[ENTRIES SUPPLIED Boundary: Start]
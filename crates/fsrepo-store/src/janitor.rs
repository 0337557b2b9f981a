//! Removal of emptied repository directories.
//!
//! The repository root itself is never removed: empty or root-resolving
//! relative paths are a no-op, and paths that would leave the root are
//! rejected.

use crate::StoreError;
use std::fs;
use std::io;
use std::path::{Component, Path, PathBuf};
use tracing::debug;

/// Delete `repository_root/relative_path` if it is a directory with no
/// files and no subdirectories. Returns whether a directory was removed.
pub fn delete_if_empty(
    relative_path: Option<&str>,
    repository_root: &Path,
) -> Result<bool, StoreError> {
    let Some(relative) = relative_path.filter(|p| !p.is_empty()) else {
        return Ok(false);
    };
    let Some(dir) = resolve_within(repository_root, relative)? else {
        return Ok(false);
    };
    if !dir.is_dir() || !is_empty_dir(&dir)? {
        return Ok(false);
    }
    delete_directory(&dir, false)
}

/// Delete a directory. A failure caused by the directory not being empty is
/// reported as `Ok(false)`; every other failure is returned.
pub fn delete_directory(path: &Path, recursive: bool) -> Result<bool, StoreError> {
    let result = if recursive {
        fs::remove_dir_all(path)
    } else {
        fs::remove_dir(path)
    };
    match result {
        Ok(()) => {
            debug!("removed directory {}", path.display());
            Ok(true)
        }
        Err(e) if is_not_empty_error(&e) => {
            debug!("directory {} not empty, kept", path.display());
            Ok(false)
        }
        Err(e) => Err(StoreError::Io(e)),
    }
}

/// Remove `relative_path` and then each parent that became empty, stopping
/// at the first non-empty directory or at the root. Returns how many
/// directories were removed.
pub fn prune_empty_parents(relative_path: &str, repository_root: &Path) -> Result<usize, StoreError> {
    check_root(repository_root)?;
    let Some(mut current) = resolve_within(repository_root, relative_path)? else {
        return Ok(0);
    };
    let mut removed = 0;
    while current != repository_root && current.starts_with(repository_root) {
        if !current.is_dir() || !is_empty_dir(&current)? || !delete_directory(&current, false)? {
            break;
        }
        removed += 1;
        match current.parent() {
            Some(parent) => current = parent.to_path_buf(),
            None => break,
        }
    }
    Ok(removed)
}

fn check_root(repository_root: &Path) -> Result<(), StoreError> {
    if repository_root.as_os_str().is_empty() {
        return Err(StoreError::InvalidPath(
            "repository root must not be empty".to_owned(),
        ));
    }
    Ok(())
}

/// Join `relative` onto the root. Leading separators are ignored and `..`
/// is refused. `None` means the path resolves to the root itself.
fn resolve_within(repository_root: &Path, relative: &str) -> Result<Option<PathBuf>, StoreError> {
    check_root(repository_root)?;
    let mut resolved = repository_root.to_path_buf();
    let mut depth = 0usize;
    for component in Path::new(relative).components() {
        match component {
            Component::Normal(part) => {
                resolved.push(part);
                depth += 1;
            }
            Component::ParentDir => {
                return Err(StoreError::InvalidPath(format!(
                    "'{relative}' escapes the repository root"
                )));
            }
            Component::CurDir | Component::RootDir | Component::Prefix(_) => {}
        }
    }
    Ok((depth > 0).then_some(resolved))
}

fn is_empty_dir(dir: &Path) -> Result<bool, StoreError> {
    Ok(fs::read_dir(dir)?.next().is_none())
}

fn is_not_empty_error(e: &io::Error) -> bool {
    e.kind() == io::ErrorKind::DirectoryNotEmpty || is_not_empty_os_error(e)
}

// POSIX allows rmdir(2) to report a non-empty directory as EEXIST.
#[cfg(unix)]
fn is_not_empty_os_error(e: &io::Error) -> bool {
    matches!(e.raw_os_error(), Some(code) if code == libc::ENOTEMPTY || code == libc::EEXIST)
}

#[cfg(not(unix))]
fn is_not_empty_os_error(_e: &io::Error) -> bool {
    false
}

#[cfg(test)]
mod tests {
    use super::*;

    fn setup() -> (tempfile::TempDir, PathBuf) {
        let dir = tempfile::tempdir().unwrap();
        let root = dir.path().join("repo");
        fs::create_dir_all(&root).unwrap();
        (dir, root)
    }

    #[test]
    fn empty_relative_path_is_noop() {
        let (_dir, root) = setup();
        assert!(!delete_if_empty(None, &root).unwrap());
        assert!(!delete_if_empty(Some(""), &root).unwrap());
        assert!(root.is_dir());
    }

    #[test]
    fn root_resolving_paths_are_noop() {
        let (_dir, root) = setup();
        assert!(!delete_if_empty(Some("."), &root).unwrap());
        assert!(!delete_if_empty(Some("/"), &root).unwrap());
        assert!(root.is_dir());
    }

    #[test]
    fn empty_root_is_invalid_argument() {
        let err = delete_if_empty(Some("a"), Path::new("")).unwrap_err();
        assert!(err.is_invalid_argument());
    }

    #[test]
    fn parent_traversal_rejected() {
        let (_dir, root) = setup();
        let err = delete_if_empty(Some("../outside"), &root).unwrap_err();
        assert!(matches!(err, StoreError::InvalidPath(_)));
    }

    #[test]
    fn deletes_empty_directory() {
        let (_dir, root) = setup();
        fs::create_dir_all(root.join("cms.user")).unwrap();
        assert!(delete_if_empty(Some("cms.user"), &root).unwrap());
        assert!(!root.join("cms.user").exists());
        assert!(root.is_dir());
    }

    #[test]
    fn keeps_directory_with_file() {
        let (_dir, root) = setup();
        fs::create_dir_all(root.join("docs")).unwrap();
        fs::write(root.join("docs").join("article"), b"{}").unwrap();
        assert!(!delete_if_empty(Some("docs"), &root).unwrap());
        assert!(root.join("docs").join("article").exists());
    }

    #[test]
    fn keeps_directory_with_subdirectory() {
        let (_dir, root) = setup();
        fs::create_dir_all(root.join("docs").join("nested")).unwrap();
        assert!(!delete_if_empty(Some("docs"), &root).unwrap());
        assert!(root.join("docs").join("nested").is_dir());
    }

    #[test]
    fn missing_directory_is_noop() {
        let (_dir, root) = setup();
        assert!(!delete_if_empty(Some("absent"), &root).unwrap());
    }

    #[test]
    fn delete_directory_swallows_not_empty() {
        let (_dir, root) = setup();
        let docs = root.join("docs");
        fs::create_dir_all(&docs).unwrap();
        fs::write(docs.join("a"), b"x").unwrap();
        assert!(!delete_directory(&docs, false).unwrap());
        assert!(docs.is_dir());
    }

    #[test]
    fn delete_directory_recursive_removes_tree() {
        let (_dir, root) = setup();
        let docs = root.join("docs");
        fs::create_dir_all(docs.join("nested")).unwrap();
        fs::write(docs.join("nested").join("a"), b"x").unwrap();
        assert!(delete_directory(&docs, true).unwrap());
        assert!(!docs.exists());
    }

    #[test]
    fn delete_directory_propagates_other_errors() {
        let (_dir, root) = setup();
        let err = delete_directory(&root.join("absent"), false).unwrap_err();
        assert!(matches!(err, StoreError::Io(ref e) if e.kind() == io::ErrorKind::NotFound));
    }

    #[test]
    fn prune_stops_at_root() {
        let (_dir, root) = setup();
        fs::create_dir_all(root.join("a").join("b").join("c")).unwrap();
        let removed = prune_empty_parents("a/b/c", &root).unwrap();
        assert_eq!(removed, 3);
        assert!(root.is_dir());
        assert!(!root.join("a").exists());
    }

    #[test]
    fn prune_stops_at_non_empty_parent() {
        let (_dir, root) = setup();
        fs::create_dir_all(root.join("a").join("b")).unwrap();
        fs::write(root.join("a").join("keep"), b"x").unwrap();
        let removed = prune_empty_parents("a/b", &root).unwrap();
        assert_eq!(removed, 1);
        assert!(root.join("a").join("keep").exists());
    }
}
[ENTRIES SUPPLIED Boundary: End]
**EXERCISE DIRECTIONS:**
Return all of the lines above exactly, with none omitted.

**ANSWER AREA:**
filename crates/fsrepo-store/src/janitor.rs
repository 0337557b2b9f981a
//! Removal of emptied repository directories.
//!
//! The repository root itself is never removed: empty or root-resolving
//! relative paths are a no-op, and paths that would leave the root are
//! rejected.

use crate::StoreError;
use std::fs;
use std::io;
use std::path::{Component, Path, PathBuf};
use tracing::debug;

/// Delete `repository_root/relative_path` if it is a directory with no
/// files and no subdirectories. Returns whether a directory was removed.
pub fn delete_if_empty(
    relative_path: Option<&str>,
    repository_root: &Path,
) -> Result<bool, StoreError> {
    let Some(relative) = relative_path.filter(|p| !p.is_empty()) else {
        return Ok(false);
    };
    let Some(dir) = resolve_within(repository_root, relative)? else {
        return Ok(false);
    };
    if !dir.is_dir() || !is_empty_dir(&dir)? {
        return Ok(false);
    }
    delete_directory(&dir, false)
}

/// Delete a directory. A failure caused by the directory not being empty is
/// reported as `Ok(false)`; every other failure is returned.
pub fn delete_directory(path: &Path, recursive: bool) -> Result<bool, StoreError> {
    let result = if recursive {
        fs::remove_dir_all(path)
    } else {
        fs::remove_dir(path)
    };
    match result {
        Ok(()) => {
            debug!("removed directory {}", path.display());
            Ok(true)
        }
        Err(e) if is_not_empty_error(&e) => {
            debug!("directory {} not empty, kept", path.display());
            Ok(false)
        }
        Err(e) => Err(StoreError::Io(e)),
    }
}

/// Remove `relative_path` and then each parent that became empty, stopping
/// at the first non-empty directory or at the root. Returns how many
/// directories were removed.
pub fn prune_empty_parents(relative_path: &str, repository_root: &Path) -> Result<usize, StoreError> {
    check_root(repository_root)?;
    let Some(mut current) = resolve_within(repository_root, relative_path)? else {
        return Ok(0);
    };
    let mut removed = 0;
    while current != repository_root && current.starts_with(repository_root) {
        if !current.is_dir() || !is_empty_dir(&current)? || !delete_directory(&current, false)? {
            break;
        }
        removed += 1;
        match current.parent() {
            Some(parent) => current = parent.to_path_buf(),
            None => break,
        }
    }
    Ok(removed)
}

fn check_root(repository_root: &Path) -> Result<(), StoreError> {
    if repository_root.as_os_str().is_empty() {
        return Err(StoreError::InvalidPath(
            "repository root must not be empty".to_owned(),
        ));
    }
    Ok(())
}

/// Join `relative` onto the root. Leading separators are ignored and `..`
/// is refused. `None` means the path resolves to the root itself.
fn resolve_within(repository_root: &Path, relative: &str) -> Result<Option<PathBuf>, StoreError> {
    check_root(repository_root)?;
    let mut resolved = repository_root.to_path_buf();
    let mut depth = 0usize;
    for component in Path::new(relative).components() {
        match component {
            Component::Normal(part) => {
                resolved.push(part);
                depth += 1;
            }
            Component::ParentDir => {
                return Err(StoreError::InvalidPath(format!(
                    "'{relative}' escapes the repository root"
                )));
            }
            Component::CurDir | Component::RootDir | Component::Prefix(_) => {}
        }
    }
    Ok((depth > 0).then_some(resolved))
}

fn is_empty_dir(dir: &Path) -> Result<bool, StoreError> {
    Ok(fs::read_dir(dir)?.next().is_none())
}

fn is_not_empty_error(e: &io::Error) -> bool {
    e.kind() == io::ErrorKind::DirectoryNotEmpty || is_not_empty_os_error(e)
}

// POSIX allows rmdir(2) to report a non-empty directory as EEXIST.
#[cfg(unix)]
fn is_not_empty_os_error(e: &io::Error) -> bool {
    matches!(e.raw_os_error(), Some(code) if code == libc::ENOTEMPTY || code == libc::EEXIST)
}

#[cfg(not(unix))]
fn is_not_empty_os_error(_e: &io::Error) -> bool {
    false
}

#[cfg(test)]
mod tests {
    use super::*;

    fn setup() -> (tempfile::TempDir, PathBuf) {
        let dir = tempfile::tempdir().unwrap();
        let root = dir.path().join("repo");
        fs::create_dir_all(&root).unwrap();
        (dir, root)
    }

    #[test]
    fn empty_relative_path_is_noop() {
        let (_dir, root) = setup();
        assert!(!delete_if_empty(None, &root).unwrap());
        assert!(!delete_if_empty(Some(""), &root).unwrap());
        assert!(root.is_dir());
    }

    #[test]
    fn root_resolving_paths_are_noop() {
        let (_dir, root) = setup();
        assert!(!delete_if_empty(Some("."), &root).unwrap());
        assert!(!delete_if_empty(Some("/"), &root).unwrap());
        assert!(root.is_dir());
    }

    #[test]
    fn empty_root_is_invalid_argument() {
        let err = delete_if_empty(Some("a"), Path::new("")).unwrap_err();
        assert!(err.is_invalid_argument());
    }

    #[test]
    fn parent_traversal_rejected() {
        let (_dir, root) = setup();
        let err = delete_if_empty(Some("../outside"), &root).unwrap_err();
        assert!(matches!(err, StoreError::InvalidPath(_)));
    }

    #[test]
    fn deletes_empty_directory() {
        let (_dir, root) = setup();
        fs::create_dir_all(root.join("cms.user")).unwrap();
        assert!(delete_if_empty(Some("cms.user"), &root).unwrap());
        assert!(!root.join("cms.user").exists());
        assert!(root.is_dir());
    }

    #[test]
    fn keeps_directory_with_file() {
        let (_dir, root) = setup();
        fs::create_dir_all(root.join("docs")).unwrap();
        fs::write(root.join("docs").join("article"), b"{}").unwrap();
        assert!(!delete_if_empty(Some("docs"), &root).unwrap());
        assert!(root.join("docs").join("article").exists());
    }

    #[test]
    fn keeps_directory_with_subdirectory() {
        let (_dir, root) = setup();
        fs::create_dir_all(root.join("docs").join("nested")).unwrap();
        assert!(!delete_if_empty(Some("docs"), &root).unwrap());
        assert!(root.join("docs").join("nested").is_dir());
    }

    #[test]
    fn missing_directory_is_noop() {
        let (_dir, root) = setup();
        assert!(!delete_if_empty(Some("absent"), &root).unwrap());
    }

    #[test]
    fn delete_directory_swallows_not_empty() {
        let (_dir, root) = setup();
        let docs = root.join("docs");
        fs::create_dir_all(&docs).unwrap();
        fs::write(docs.join("a"), b"x").unwrap();
        assert!(!delete_directory(&docs, false).unwrap());
        assert!(docs.is_dir());
    }

    #[test]
    fn delete_directory_recursive_removes_tree() {
        let (_dir, root) = setup();
        let docs = root.join("docs");
        fs::create_dir_all(docs.join("nested")).unwrap();
        fs::write(docs.join("nested").join("a"), b"x").unwrap();
        assert!(delete_directory(&docs, true).unwrap());
        assert!(!docs.exists());
    }

    #[test]
    fn delete_directory_propagates_other_errors() {
        let (_dir, root) = setup();
        let err = delete_directory(&root.join("absent"), false).unwrap_err();
        assert!(matches!(err, StoreError::Io(ref e) if e.kind() == io::ErrorKind::NotFound));
    }

    #[test]
    fn prune_stops_at_root() {
        let (_dir, root) = setup();
        fs::create_dir_all(root.join("a").join("b").join("c")).unwrap();
        let removed = prune_empty_parents("a/b/c", &root).unwrap();
        assert_eq!(removed, 3);
        assert!(root.is_dir());
        assert!(!root.join("a").exists());
    }

    #[test]
    fn prune_stops_at_non_empty_parent() {
        let (_dir, root) = setup();
        fs::create_dir_all(root.join("a").join("b")).unwrap();
        fs::write(root.join("a").join("keep"), b"x").unwrap();
        let removed = prune_empty_parents("a/b", &root).unwrap();
        assert_eq!(removed, 1);
        assert!(root.join("a").join("keep").exists());
    }
}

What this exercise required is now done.